• _EXERCISE DESCRIPTION_: Every line in the data below that includes "ConfigError" belongs in the answer, copied as it stands.
___ EXERCISE INPUTS ___
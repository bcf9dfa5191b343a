//! Storage port — durable key-value persistence.

use std::future::Future;

use roomsense_domain::error::SenseError;

/// Byte storage addressed by string keys.
///
/// Implementations decide where the bytes live (a `SQLite` table, memory, …).
/// Reads and writes of a single key are expected to be atomic.
pub trait KeyValueStore {
    /// Read the value stored under `key`, or `None` when the key is absent.
    fn load(
        &self,
        key: &str,
    ) -> impl Future<Output = Result<Option<Vec<u8>>, SenseError>> + Send;

    /// Store `value` under `key`, replacing any previous value.
    fn save(
        &self,
        key: &str,
        value: Vec<u8>,
    ) -> impl Future<Output = Result<(), SenseError>> + Send;

    /// Remove `key`. Removing an absent key succeeds.
    fn delete(&self, key: &str) -> impl Future<Output = Result<(), SenseError>> + Send;
}

impl<T: KeyValueStore + Send + Sync> KeyValueStore for std::sync::Arc<T> {
    fn load(
        &self,
        key: &str,
    ) -> impl Future<Output = Result<Option<Vec<u8>>, SenseError>> + Send {
        (**self).load(key)
    }

    fn save(
        &self,
        key: &str,
        value: Vec<u8>,
    ) -> impl Future<Output = Result<(), SenseError>> + Send {
        (**self).save(key, value)
    }

    fn delete(&self, key: &str) -> impl Future<Output = Result<(), SenseError>> + Send {
        (**self).delete(key)
    }
}
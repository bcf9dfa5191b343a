//! `SQLite` implementation of [`KeyValueStore`].

use std::future::Future;

use sqlx::SqlitePool;

use roomsense_app::ports::KeyValueStore;
use roomsense_domain::error::SenseError;
use roomsense_domain::time::now;

use crate::error::StorageError;

const SELECT_VALUE: &str = "SELECT value FROM kv_store WHERE key = ?";
const UPSERT: &str = "INSERT INTO kv_store (key, value, updated_at) VALUES (?, ?, ?) \
     ON CONFLICT(key) DO UPDATE SET value = excluded.value, updated_at = excluded.updated_at";
const DELETE_BY_KEY: &str = "DELETE FROM kv_store WHERE key = ?";

/// `SQLite`-backed key-value store.
///
/// Each key maps to one row; saving an existing key replaces its value.
pub struct SqliteKeyValueStore {
    pool: SqlitePool,
}

impl SqliteKeyValueStore {
    /// Create a new store using the given connection pool.
    #[must_use]
    pub fn new(pool: SqlitePool) -> Self {
        Self { pool }
    }
}

impl KeyValueStore for SqliteKeyValueStore {
    fn load(
        &self,
        key: &str,
    ) -> impl Future<Output = Result<Option<Vec<u8>>, SenseError>> + Send {
        let pool = self.pool.clone();
        let key = key.to_owned();
        async move {
            let row: Option<(Vec<u8>,)> = sqlx::query_as(SELECT_VALUE)
                .bind(key)
                .fetch_optional(&pool)
                .await
                .map_err(StorageError::from)?;

            Ok(row.map(|(value,)| value))
        }
    }

    fn save(
        &self,
        key: &str,
        value: Vec<u8>,
    ) -> impl Future<Output = Result<(), SenseError>> + Send {
        let pool = self.pool.clone();
        let key = key.to_owned();
        async move {
            sqlx::query(UPSERT)
                .bind(key)
                .bind(value)
                .bind(now().to_rfc3339())
                .execute(&pool)
                .await
                .map_err(StorageError::from)?;

            Ok(())
        }
    }

    fn delete(&self, key: &str) -> impl Future<Output = Result<(), SenseError>> + Send {
        let pool = self.pool.clone();
        let key = key.to_owned();
        async move {
            sqlx::query(DELETE_BY_KEY)
                .bind(key)
                .execute(&pool)
                .await
                .map_err(StorageError::from)?;

            Ok(())
        }
    }
}
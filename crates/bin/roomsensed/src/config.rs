//! Configuration loading — TOML file with environment variable overrides.
//!
//! Looks for `roomsense.toml` in the working directory. Every field has a
//! sensible default so the file is optional. Environment variables take
//! precedence over file values.

use std::time::Duration;

use serde::Deserialize;

use roomsense_app::poller::PollerConfig;
use roomsense_app::services::history_service::HistoryPolicy;

/// Top-level configuration.
#[derive(Debug, Default, Deserialize)]
#[serde(default)]
pub struct Config {
    /// HTTP server settings.
    pub server: ServerConfig,
    /// Database settings.
    pub database: DatabaseConfig,
    /// Logging settings.
    pub logging: LoggingConfig,
    /// History sampling and retention.
    pub history: HistoryConfig,
    /// Reading poller.
    pub poller: PollerSettings,
}

/// HTTP listener configuration.
#[derive(Debug, Deserialize)]
#[serde(default)]
pub struct ServerConfig {
    /// Address to bind to (e.g. `0.0.0.0`).
    pub host: String,
    /// TCP port.
    pub port: u16,
}

/// `SQLite` database configuration.
#[derive(Debug, Deserialize)]
#[serde(default)]
pub struct DatabaseConfig {
    /// `SQLite` connection URL or file path.
    pub url: String,
}

/// Logging configuration.
#[derive(Debug, Deserialize)]
#[serde(default)]
pub struct LoggingConfig {
    /// Filter directive (`RUST_LOG` syntax).
    pub filter: String,
}

/// History retention configuration.
#[derive(Debug, Deserialize)]
#[serde(default)]
pub struct HistoryConfig {
    /// Minimum number of seconds between two saved records.
    pub retention_interval_secs: u64,
    /// Records kept before the oldest are evicted.
    pub max_records: usize,
}

/// Poller configuration.
#[derive(Debug, Deserialize)]
#[serde(default)]
pub struct PollerSettings {
    pub enabled: bool,
    /// Base URL of a remote sensor device. When unset the poller reads the
    /// values pushed to this server's own `POST /api/data`.
    pub source_url: Option<String>,
    pub interval_secs: u64,
    pub max_retries: u32,
    pub retry_delay_secs: u64,
    /// Flag readings in the simulation band when the source does not say.
    pub detect_simulated: bool,
}

impl Config {
    /// Load configuration from `roomsense.toml` (if present) then apply
    /// environment-variable overrides.
    ///
    /// # Errors
    ///
    /// Returns an error if the TOML file exists but is malformed, or if the
    /// resulting configuration is invalid.
    pub fn load() -> Result<Self, ConfigError> {
        let mut config = Self::from_file("roomsense.toml")?;
        config.apply_overrides(|key| std::env::var(key).ok());
        config.validate()?;
        Ok(config)
    }

    fn from_file(path: &str) -> Result<Self, ConfigError> {
        match std::fs::read_to_string(path) {
            Ok(content) => toml::from_str(&content).map_err(ConfigError::Parse),
            Err(err) if err.kind() == std::io::ErrorKind::NotFound => Ok(Self::default()),
            Err(err) => Err(ConfigError::Io(err)),
        }
    }

    /// Apply overrides looked up by variable name through `var`.
    fn apply_overrides(&mut self, var: impl Fn(&str) -> Option<String>) {
        if let Some(val) = var("ROOMSENSE_HOST") {
            self.server.host = val;
        }
        if let Some(port) = var("ROOMSENSE_PORT").and_then(|val| val.parse().ok()) {
            self.server.port = port;
        }
        let bind = var("ROOMSENSE_BIND");
        if let Some((host, port)) = bind.as_deref().and_then(|val| val.rsplit_once(':')) {
            self.server.host = host.to_string();
            if let Ok(port) = port.parse() {
                self.server.port = port;
            }
        }
        if let Some(val) = var("ROOMSENSE_DATABASE_URL") {
            self.database.url = val;
        }
        if let Some(val) = var("ROOMSENSE_SOURCE_URL") {
            self.poller.source_url = Some(val).filter(|url| !url.is_empty());
        }
        if let Some(val) = var("ROOMSENSE_LOG") {
            self.logging.filter = val;
        }
        if let Some(val) = var("RUST_LOG") {
            self.logging.filter = val;
        }
    }

    fn validate(&self) -> Result<(), ConfigError> {
        if self.server.port == 0 {
            return Err(ConfigError::Validation("port must be non-zero".to_string()));
        }
        if self.history.max_records == 0 {
            return Err(ConfigError::Validation(
                "history.max_records must be non-zero".to_string(),
            ));
        }
        if self.poller.interval_secs == 0 {
            return Err(ConfigError::Validation(
                "poller.interval_secs must be non-zero".to_string(),
            ));
        }
        Ok(())
    }

    /// Return the `host:port` bind address.
    #[must_use]
    pub fn bind_addr(&self) -> String {
        format!("{}:{}", self.server.host, self.server.port)
    }

    /// Return the database URL in `sqlx`-compatible format.
    #[must_use]
    pub fn database_url(&self) -> &str {
        &self.database.url
    }

    #[must_use]
    pub fn history_policy(&self) -> HistoryPolicy {
        HistoryPolicy {
            min_interval: Duration::from_secs(self.history.retention_interval_secs),
            max_records: self.history.max_records,
        }
    }

    #[must_use]
    pub fn poller_config(&self) -> PollerConfig {
        PollerConfig {
            interval: Duration::from_secs(self.poller.interval_secs),
            max_retries: self.poller.max_retries,
            retry_delay: Duration::from_secs(self.poller.retry_delay_secs),
            detect_simulated: self.poller.detect_simulated,
        }
    }
}

impl Default for ServerConfig {
    fn default() -> Self {
        Self {
            host: "0.0.0.0".to_string(),
            port: 3000,
        }
    }
}

impl Default for DatabaseConfig {
    fn default() -> Self {
        Self {
            url: "sqlite:roomsense.db?mode=rwc".to_string(),
        }
    }
}

impl Default for LoggingConfig {
    fn default() -> Self {
        Self {
            filter: "roomsensed=info,roomsense=info,tower_http=debug".to_string(),
        }
    }
}

impl Default for HistoryConfig {
    fn default() -> Self {
        let policy = HistoryPolicy::default();
        Self {
            retention_interval_secs: policy.min_interval.as_secs(),
            max_records: policy.max_records,
        }
    }
}

impl Default for PollerSettings {
    fn default() -> Self {
        let defaults = PollerConfig::default();
        Self {
            enabled: true,
            source_url: None,
            interval_secs: defaults.interval.as_secs(),
            max_retries: defaults.max_retries,
            retry_delay_secs: defaults.retry_delay.as_secs(),
            detect_simulated: defaults.detect_simulated,
        }
    }
}

/// Configuration errors.
#[derive(Debug, thiserror::Error)]
pub enum ConfigError {
    /// TOML parse failure.
    #[error("failed to parse config file")]
    Parse(#[from] toml::de::Error),
    /// File I/O failure.
    #[error("failed to read config file")]
    Io(#[from] std::io::Error),
    /// Semantic validation failure.
    #[error("invalid configuration: {0}")]
    Validation(String),
}

#[cfg(test)]
mod tests {
    use super::*;
    use std::collections::HashMap;

    fn env(pairs: &[(&str, &str)]) -> impl Fn(&str) -> Option<String> {
        let map: HashMap<String, String> = pairs
            .iter()
            .map(|(k, v)| ((*k).to_string(), (*v).to_string()))
            .collect();
        move |key| map.get(key).cloned()
    }

    #[test]
    fn should_produce_sensible_defaults() {
        let config = Config::default();
        assert_eq!(config.server.host, "0.0.0.0");
        assert_eq!(config.server.port, 3000);
        assert_eq!(config.database.url, "sqlite:roomsense.db?mode=rwc");
        assert_eq!(config.history.retention_interval_secs, 600);
        assert_eq!(config.history.max_records, 1000);
        assert!(config.poller.enabled);
        assert!(config.poller.source_url.is_none());
        assert_eq!(config.poller.interval_secs, 5);
        assert_eq!(config.poller.max_retries, 3);
        assert_eq!(config.poller.retry_delay_secs, 2);
        assert!(config.poller.detect_simulated);
    }

    #[test]
    fn should_parse_minimal_toml() {
        let config: Config = toml::from_str("").unwrap();
        assert_eq!(config.server.port, 3000);
    }

    #[test]
    fn should_parse_full_toml() {
        let toml = "
            [server]
            host = '127.0.0.1'
            port = 9090

            [database]
            url = 'sqlite:test.db'

            [logging]
            filter = 'debug'

            [history]
            retention_interval_secs = 1800
            max_records = 50

            [poller]
            enabled = false
            source_url = 'http://192.168.1.50'
            interval_secs = 10
            max_retries = 5
            retry_delay_secs = 1
            detect_simulated = false
        ";
        let config: Config = toml::from_str(toml).unwrap();
        assert_eq!(config.server.host, "127.0.0.1");
        assert_eq!(config.server.port, 9090);
        assert_eq!(config.database.url, "sqlite:test.db");
        assert_eq!(config.logging.filter, "debug");
        assert_eq!(config.history.retention_interval_secs, 1800);
        assert_eq!(config.history.max_records, 50);
        assert!(!config.poller.enabled);
        assert_eq!(
            config.poller.source_url.as_deref(),
            Some("http://192.168.1.50")
        );
        assert_eq!(config.poller.interval_secs, 10);
        assert_eq!(config.poller.max_retries, 5);
        assert_eq!(config.poller.retry_delay_secs, 1);
        assert!(!config.poller.detect_simulated);
    }

    #[test]
    fn should_return_default_when_file_not_found() {
        let config = Config::from_file("nonexistent.toml").unwrap();
        assert_eq!(config.server.port, 3000);
    }

    #[test]
    fn should_reject_zero_port() {
        let mut config = Config::default();
        config.server.port = 0;
        assert!(config.validate().is_err());
    }

    #[test]
    fn should_reject_zero_max_records() {
        let mut config = Config::default();
        config.history.max_records = 0;
        assert!(matches!(
            config.validate(),
            Err(ConfigError::Validation(msg)) if msg.contains("max_records")
        ));
    }

    #[test]
    fn should_reject_zero_poll_interval() {
        let mut config = Config::default();
        config.poller.interval_secs = 0;
        assert!(matches!(
            config.validate(),
            Err(ConfigError::Validation(msg)) if msg.contains("interval_secs")
        ));
    }

    #[test]
    fn should_accept_defaults() {
        assert!(Config::default().validate().is_ok());
    }

    #[test]
    fn should_format_bind_addr() {
        let mut config = Config::default();
        assert_eq!(config.bind_addr(), "0.0.0.0:3000");
        config.server.host = "127.0.0.1".to_string();
        config.server.port = 9090;
        assert_eq!(config.bind_addr(), "127.0.0.1:9090");
    }

    #[test]
    fn should_override_from_environment() {
        let mut config = Config::default();
        config.apply_overrides(env(&[
            ("ROOMSENSE_HOST", "127.0.0.1"),
            ("ROOMSENSE_PORT", "8081"),
            ("ROOMSENSE_DATABASE_URL", "sqlite::memory:"),
            ("ROOMSENSE_SOURCE_URL", "http://sensor.local"),
            ("ROOMSENSE_LOG", "debug"),
        ]));
        assert_eq!(config.bind_addr(), "127.0.0.1:8081");
        assert_eq!(config.database_url(), "sqlite::memory:");
        assert_eq!(
            config.poller.source_url.as_deref(),
            Some("http://sensor.local")
        );
        assert_eq!(config.logging.filter, "debug");
    }

    #[test]
    fn should_split_bind_override_into_host_and_port() {
        let mut config = Config::default();
        config.apply_overrides(env(&[("ROOMSENSE_BIND", "192.168.0.2:4000")]));
        assert_eq!(config.server.host, "192.168.0.2");
        assert_eq!(config.server.port, 4000);
    }

    #[test]
    fn should_prefer_rust_log_over_roomsense_log() {
        let mut config = Config::default();
        config.apply_overrides(env(&[("ROOMSENSE_LOG", "debug"), ("RUST_LOG", "trace")]));
        assert_eq!(config.logging.filter, "trace");
    }

    #[test]
    fn should_ignore_unparsable_port_override() {
        let mut config = Config::default();
        config.apply_overrides(env(&[("ROOMSENSE_PORT", "eighty")]));
        assert_eq!(config.server.port, 3000);
    }

    #[test]
    fn should_clear_source_url_with_empty_override() {
        let mut config = Config::default();
        config.poller.source_url = Some("http://sensor.local".to_string());
        config.apply_overrides(env(&[("ROOMSENSE_SOURCE_URL", "")]));
        assert!(config.poller.source_url.is_none());
    }

    #[test]
    fn should_convert_to_app_policies() {
        let config = Config::default();
        assert_eq!(config.history_policy(), HistoryPolicy::default());
        assert_eq!(config.poller_config(), PollerConfig::default());
    }

    #[test]
    fn should_report_parse_error_for_invalid_toml() {
        let result: Result<Config, _> = toml::from_str("invalid {{{");
        assert!(result.is_err());
    }
}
___
• _ANSWER TO THE PROBLEM_:
    pub fn load() -> Result<Self, ConfigError> {
    fn from_file(path: &str) -> Result<Self, ConfigError> {
            Ok(content) => toml::from_str(&content).map_err(ConfigError::Parse),
            Err(err) => Err(ConfigError::Io(err)),
    fn validate(&self) -> Result<(), ConfigError> {
            return Err(ConfigError::Validation("port must be non-zero".to_string()));
            return Err(ConfigError::Validation(
            return Err(ConfigError::Validation(
pub enum ConfigError {
            Err(ConfigError::Validation(msg)) if msg.contains("max_records")
            Err(ConfigError::Validation(msg)) if msg.contains("interval_secs")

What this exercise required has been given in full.